Another NAB has come and gone. While the published attendance was up from 88,000 last year to more than 92,000 this year, there seemed to be a lot more elbow room. There weren’t as many earth-shattering new products as in other years, but there were some that stood out. Before I get to the winners, I want to talk a little about what I’m seeing as “over-product burnout” in a couple of areas, especially for our industry. One recurring theme in my discussions with other attendees was that most people were sick of 3D. While almost everyone has an HDTV set, most consumers aren’t signed up for HD content yet. Even fewer end users are prepared for 3D. Most attendees I spoke to see 3D as becoming more popular in theaters, but they think most people won’t invest in 3D technology for the home, either because they don’t want the expense or because they simply prefer 2D. In terms of how we shoot and what we’re able to deliver as a result, in order to do a wedding in 3D, you lose the “run and gun” capability. Although I reported on some 3D breakthroughs in the last couple of years’ Winner’s Circle articles, I’m not going to waste anyone’s time with 3D products this year. The other category I’m not going to dive into is DSLR rigs. Every other booth had one, and they all look the same to me. Granted, my perspective on this issue is different from that of EventDV readers who have taken the DSLR plunge; for the type of work I do, for various reasons, DSLRs don’t match my workflow. I do plan to purchase a Micro 4/3 or Super 35mm model this year but most likely in a traditional camcorder configuration. If, for some reason, I do need a rig, I may make one in my garage.

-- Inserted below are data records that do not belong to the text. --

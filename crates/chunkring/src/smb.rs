//! Typed view over the shared memory region.
//!
//! [`Smb`] never hands out raw pointers. The writer side sees chunks only
//! as [`WriterChunk`] (claim -> fill -> `complete`), the service side only
//! as [`ServiceChunk`] (`try_begin_read` -> copy -> `release`). The page
//! state machine in `page.rs` guarantees the two views never address the
//! same chunk at the same time, which is what makes the `&mut [u8]` /
//! `&[u8]` payload borrows below sound across the process boundary.

use crate::invariants::{debug_assert_chunk_in_layout, debug_assert_in_region};
use crate::layout::{PageLayout, SmbConfig, CHUNK_HEADER_LEN, PAGE_HEADER_WORD_LEN};
use crate::page::{self, ChunkState, PageSnapshot};
use crate::{AbiError, ChunkHeader};
use std::cell::UnsafeCell;
use std::sync::atomic::{AtomicU64, Ordering};
use std::sync::Arc;

/// The shared memory buffer: one per producer connection.
///
/// Constructed either over an owned in-process allocation (tests, the
/// in-process transport) or, unsafely, over an externally mapped region.
pub struct Smb {
    base: *mut u8,
    cfg: SmbConfig,
    /// Keeps the in-process allocation alive; `None` for external regions.
    _backing: Option<Box<[UnsafeCell<u64>]>>,
}

// Safety: all shared mutation goes through the atomic page-header words;
// payload ranges are only reachable through WriterChunk/ServiceChunk, whose
// existence is serialized by the chunk state machine. See the ordering
// strategy in page.rs.
unsafe impl Send for Smb {}
unsafe impl Sync for Smb {}

impl Smb {
    /// Allocates a zeroed region in this process.
    pub fn in_process(cfg: SmbConfig) -> Smb {
        let words = cfg.total_len().div_ceil(PAGE_HEADER_WORD_LEN);
        let backing: Box<[UnsafeCell<u64>]> =
            (0..words).map(|_| UnsafeCell::new(0)).collect();
        let base = backing.as_ptr().cast::<u8>().cast_mut();
        Smb {
            base,
            cfg,
            _backing: Some(backing),
        }
    }

    /// Wraps an externally mapped region (e.g. a memfd mapping shared with
    /// the peer process).
    ///
    /// # Safety
    ///
    /// `base` must point to a region of at least `len` bytes that stays
    /// mapped and writable for the lifetime of the returned `Smb`, shared
    /// with at most one peer that follows this ABI. The header block must
    /// have been zero-initialized by whichever side created the mapping.
    pub unsafe fn from_raw_parts(
        base: *mut u8,
        len: usize,
        cfg: SmbConfig,
    ) -> Result<Smb, AbiError> {
        if base.align_offset(PAGE_HEADER_WORD_LEN) != 0 {
            return Err(AbiError::MisalignedRegion);
        }
        if len < cfg.total_len() {
            return Err(AbiError::RegionTooSmall {
                needed: cfg.total_len(),
                actual: len,
            });
        }
        Ok(Smb {
            base,
            cfg,
            _backing: None,
        })
    }

    /// The geometry this region was created with.
    #[inline]
    pub fn config(&self) -> &SmbConfig {
        &self.cfg
    }

    #[inline]
    pub fn num_pages(&self) -> usize {
        self.cfg.num_pages()
    }

    fn header_word(&self, page: usize) -> &AtomicU64 {
        assert!(page < self.cfg.num_pages(), "page index out of range");
        // SAFETY: the header block starts at `base` with one aligned u64
        // per page; the region outlives `self` and the word is only ever
        // accessed atomically.
        unsafe {
            let ptr = self.base.add(page * PAGE_HEADER_WORD_LEN).cast::<u64>();
            AtomicU64::from_ptr(ptr)
        }
    }

    /// Decoded state of one page header word.
    pub fn snapshot_page(&self, page: usize) -> PageSnapshot {
        PageSnapshot::new(self.header_word(page).load(Ordering::Acquire))
    }

    /// Atomically stamps `layout` on page `page` if it is fully free.
    pub fn try_acquire_page(&self, page: usize, layout: PageLayout) -> bool {
        page::try_acquire_page(self.header_word(page), layout)
    }

    /// Scans for a fully free page and stamps `layout` on the first one
    /// won. Returns the page index, or `None` if every page has an owned
    /// chunk somewhere.
    pub fn try_acquire_any_page(&self, layout: PageLayout) -> Option<usize> {
        (0..self.cfg.num_pages()).find(|&p| self.try_acquire_page(p, layout))
    }

    /// Claims chunk `chunk` of page `page` for writing (Free ->
    /// WriterOwned). `None` under contention or when the chunk is not free;
    /// both are normal. The returned view keeps the region alive, so a
    /// writer can hold it across arbitrary API calls.
    pub fn try_acquire_chunk(self: &Arc<Self>, page: usize, chunk: usize) -> Option<WriterChunk> {
        let word = self.header_word(page);
        if !page::try_acquire_chunk(word, chunk) {
            return None;
        }
        // The layout cannot change from under us: re-stamping requires
        // every chunk Free, and we hold one in WriterOwned.
        let layout = page::layout_of(word.load(Ordering::Relaxed))
            .expect("acquired chunk on unpartitioned page");
        let (offset, len) = self.chunk_range(page, chunk, layout);
        Some(WriterChunk {
            smb: Arc::clone(self),
            page,
            chunk,
            offset,
            len,
        })
    }

    /// Claims chunk `chunk` of page `page` for copy-out (Complete ->
    /// ServiceOwned). `None` when the chunk is not Complete; the ingestion
    /// scan treats that as "nothing to do" since notifications are
    /// advisory supersets.
    pub fn try_begin_read(self: &Arc<Self>, page: usize, chunk: usize) -> Option<ServiceChunk> {
        let word = self.header_word(page);
        if !page::try_begin_read(word, chunk) {
            return None;
        }
        let layout = page::layout_of(word.load(Ordering::Relaxed))
            .expect("began read on unpartitioned page");
        let (offset, len) = self.chunk_range(page, chunk, layout);
        Some(ServiceChunk {
            smb: Arc::clone(self),
            page,
            chunk,
            offset,
            len,
        })
    }

    fn chunk_range(&self, page: usize, chunk: usize, layout: PageLayout) -> (usize, usize) {
        debug_assert_chunk_in_layout!(chunk, layout.chunk_count());
        let chunk_size = layout.chunk_size(self.cfg.page_size());
        let offset = self.cfg.page_offset(page) + chunk * chunk_size;
        debug_assert_in_region!(offset, chunk_size, self.cfg.total_len());
        (offset, chunk_size)
    }

    /// # Safety: caller must own the chunk per the state machine.
    unsafe fn range_mut(&self, offset: usize, len: usize) -> &mut [u8] {
        std::slice::from_raw_parts_mut(self.base.add(offset), len)
    }

    /// # Safety: caller must own the chunk per the state machine.
    unsafe fn range(&self, offset: usize, len: usize) -> &[u8] {
        std::slice::from_raw_parts(self.base.add(offset), len)
    }
}

/// A chunk in the WriterOwned state, exclusive to its creator.
///
/// Dropping without [`complete`](WriterChunk::complete) leaves the chunk
/// WriterOwned: the bytes are lost when the connection tears down, exactly
/// like a writer that crashed mid-chunk. That is deliberate - a chunk that
/// was partially filled must never become visible to the service.
pub struct WriterChunk {
    smb: Arc<Smb>,
    page: usize,
    chunk: usize,
    offset: usize,
    len: usize,
}

impl WriterChunk {
    #[inline]
    pub fn page(&self) -> usize {
        self.page
    }

    #[inline]
    pub fn chunk_index(&self) -> usize {
        self.chunk
    }

    /// Payload capacity after the chunk header.
    #[inline]
    pub fn payload_len(&self) -> usize {
        self.len - CHUNK_HEADER_LEN
    }

    /// Mutable view of the payload bytes.
    pub fn payload_mut(&mut self) -> &mut [u8] {
        // SAFETY: this chunk is WriterOwned by `self` (state machine), so
        // no other WriterChunk or ServiceChunk can address these bytes.
        unsafe {
            &mut self.smb.range_mut(self.offset, self.len)[CHUNK_HEADER_LEN..]
        }
    }

    /// (Re)writes the 16-byte chunk header. Called once when the chunk is
    /// opened and again just before `complete` to stamp the final
    /// `packet_count` and continuation flags.
    pub fn write_header(&mut self, header: &ChunkHeader) {
        let encoded = header.encode();
        // SAFETY: as for payload_mut; the header range is inside the
        // owned chunk.
        unsafe {
            self.smb.range_mut(self.offset, CHUNK_HEADER_LEN)
                .copy_from_slice(&encoded);
        }
    }

    /// Publishes the chunk to the service (WriterOwned -> Complete). The
    /// header must be fully populated first.
    pub fn complete(self) -> Result<(), AbiError> {
        page::owned_transition(
            self.smb.header_word(self.page),
            self.page,
            self.chunk,
            ChunkState::WriterOwned,
            ChunkState::Complete,
        )
    }
}

/// A chunk in the ServiceOwned state, readable by the service.
///
/// Dropping without [`release`](ServiceChunk::release) strands the chunk in
/// ServiceOwned until the SMB is torn down; the ingestion path always
/// releases, even for chunks it rejects.
pub struct ServiceChunk {
    smb: Arc<Smb>,
    page: usize,
    chunk: usize,
    offset: usize,
    len: usize,
}

impl ServiceChunk {
    #[inline]
    pub fn page(&self) -> usize {
        self.page
    }

    #[inline]
    pub fn chunk_index(&self) -> usize {
        self.chunk
    }

    /// The raw 16-byte header, as the writer left it.
    pub fn header_raw(&self) -> [u8; CHUNK_HEADER_LEN] {
        let mut out = [0u8; CHUNK_HEADER_LEN];
        // SAFETY: this chunk is ServiceOwned by `self`; the writer stopped
        // touching it at its Complete CAS.
        out.copy_from_slice(unsafe { self.smb.range(self.offset, CHUNK_HEADER_LEN) });
        out
    }

    /// Decoded header.
    pub fn header(&self) -> ChunkHeader {
        ChunkHeader::decode(&self.header_raw())
    }

    /// The payload bytes following the header.
    pub fn payload(&self) -> &[u8] {
        // SAFETY: as for header_raw.
        unsafe { &self.smb.range(self.offset, self.len)[CHUNK_HEADER_LEN..] }
    }

    /// Returns the slot to the writer side (ServiceOwned -> Free).
    pub fn release(self) -> Result<(), AbiError> {
        page::owned_transition(
            self.smb.header_word(self.page),
            self.page,
            self.chunk,
            ChunkState::ServiceOwned,
            ChunkState::Free,
        )
    }
}

#[cfg(test)]
mod tests {
    use super::*;
    use crate::ChunkFlags;

    fn in_process(cfg: SmbConfig) -> Arc<Smb> {
        Arc::new(Smb::in_process(cfg))
    }

    fn test_header(chunk_id: u32) -> ChunkHeader {
        ChunkHeader {
            writer_id: 1,
            chunk_id,
            packet_count: 1,
            flags: ChunkFlags::none(),
            target_buffer: 0,
        }
    }

    #[test]
    fn write_then_read_round_trip() {
        let smb = in_process(SmbConfig::new(4096, 2).unwrap());
        assert!(smb.try_acquire_page(0, PageLayout::Four));

        let mut chunk = smb.try_acquire_chunk(0, 1).unwrap();
        assert_eq!(chunk.payload_len(), 1008);
        chunk.write_header(&test_header(42));
        chunk.payload_mut()[..4].copy_from_slice(&[9, 8, 7, 6]);
        chunk.complete().unwrap();

        let view = smb.try_begin_read(0, 1).unwrap();
        let header = view.header();
        assert_eq!(header.chunk_id, 42);
        assert_eq!(&view.payload()[..4], &[9, 8, 7, 6]);
        view.release().unwrap();

        // The slot is free again for the writer.
        assert!(smb.try_acquire_chunk(0, 1).is_some());
    }

    #[test]
    fn begin_read_needs_complete() {
        let smb = in_process(SmbConfig::default());
        assert!(smb.try_begin_read(0, 0).is_none(), "unpartitioned page");
        assert!(smb.try_acquire_page(0, PageLayout::Two));
        assert!(smb.try_begin_read(0, 0).is_none(), "free chunk");
        let chunk = smb.try_acquire_chunk(0, 0).unwrap();
        assert!(smb.try_begin_read(0, 0).is_none(), "writer-owned chunk");
        chunk.complete().unwrap();
        assert!(smb.try_begin_read(0, 0).is_some());
    }

    #[test]
    fn acquire_any_page_scans() {
        let smb = in_process(SmbConfig::new(4096, 3).unwrap());
        assert_eq!(smb.try_acquire_any_page(PageLayout::One), Some(0));
        // Page 0 still fully free (no chunk claimed): the scan restamps it.
        assert_eq!(smb.try_acquire_any_page(PageLayout::One), Some(0));
        let _c = smb.try_acquire_chunk(0, 0).unwrap();
        assert_eq!(smb.try_acquire_any_page(PageLayout::One), Some(1));
    }

    #[test]
    fn chunks_are_disjoint() {
        let smb = in_process(SmbConfig::new(4096, 1).unwrap());
        assert!(smb.try_acquire_page(0, PageLayout::Four));
        let mut a = smb.try_acquire_chunk(0, 0).unwrap();
        let mut b = smb.try_acquire_chunk(0, 3).unwrap();
        a.payload_mut().fill(0xAA);
        b.payload_mut().fill(0xBB);
        a.write_header(&test_header(1));
        b.write_header(&test_header(2));
        a.complete().unwrap();
        b.complete().unwrap();

        let a = smb.try_begin_read(0, 0).unwrap();
        let b = smb.try_begin_read(0, 3).unwrap();
        assert!(a.payload().iter().all(|&x| x == 0xAA));
        assert!(b.payload().iter().all(|&x| x == 0xBB));
        a.release().unwrap();
        b.release().unwrap();
    }

    #[test]
    fn from_raw_parts_validates_region() {
        let cfg = SmbConfig::new(4096, 1).unwrap();
        let mut backing = vec![0u64; cfg.total_len() / 8];
        let base = backing.as_mut_ptr().cast::<u8>();
        // SAFETY: the vec outlives the Smb inside this test.
        unsafe {
            assert!(Smb::from_raw_parts(base, cfg.total_len(), cfg).is_ok());
            assert!(matches!(
                Smb::from_raw_parts(base, 16, cfg),
                Err(AbiError::RegionTooSmall { .. })
            ));
            assert!(matches!(
                Smb::from_raw_parts(base.add(1), cfg.total_len(), cfg),
                Err(AbiError::MisalignedRegion)
            ));
        }
    }
}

It is interesting to note that as many are migrating to a tapeless workflow (or did so some time ago), there are many of us who are still shooting to tape, as tape remains the preferred archival format, and archiving after you shoot is just extra time spent running raw footage to a deck. To that end, there were several high-end LTO tape backup systems being shown for production houses. Amid so many people declaring tape dead, I found it interesting that Fujifilm launched a new line of Pro Grade HDV/DV tapes, the DV171HD line. As one who shoots with a Sony HVR-S270u and makes use of both the flash recorder and the tape drive on all my shoots, it’s nice to know there is still a strong enough tape market to launch a new line.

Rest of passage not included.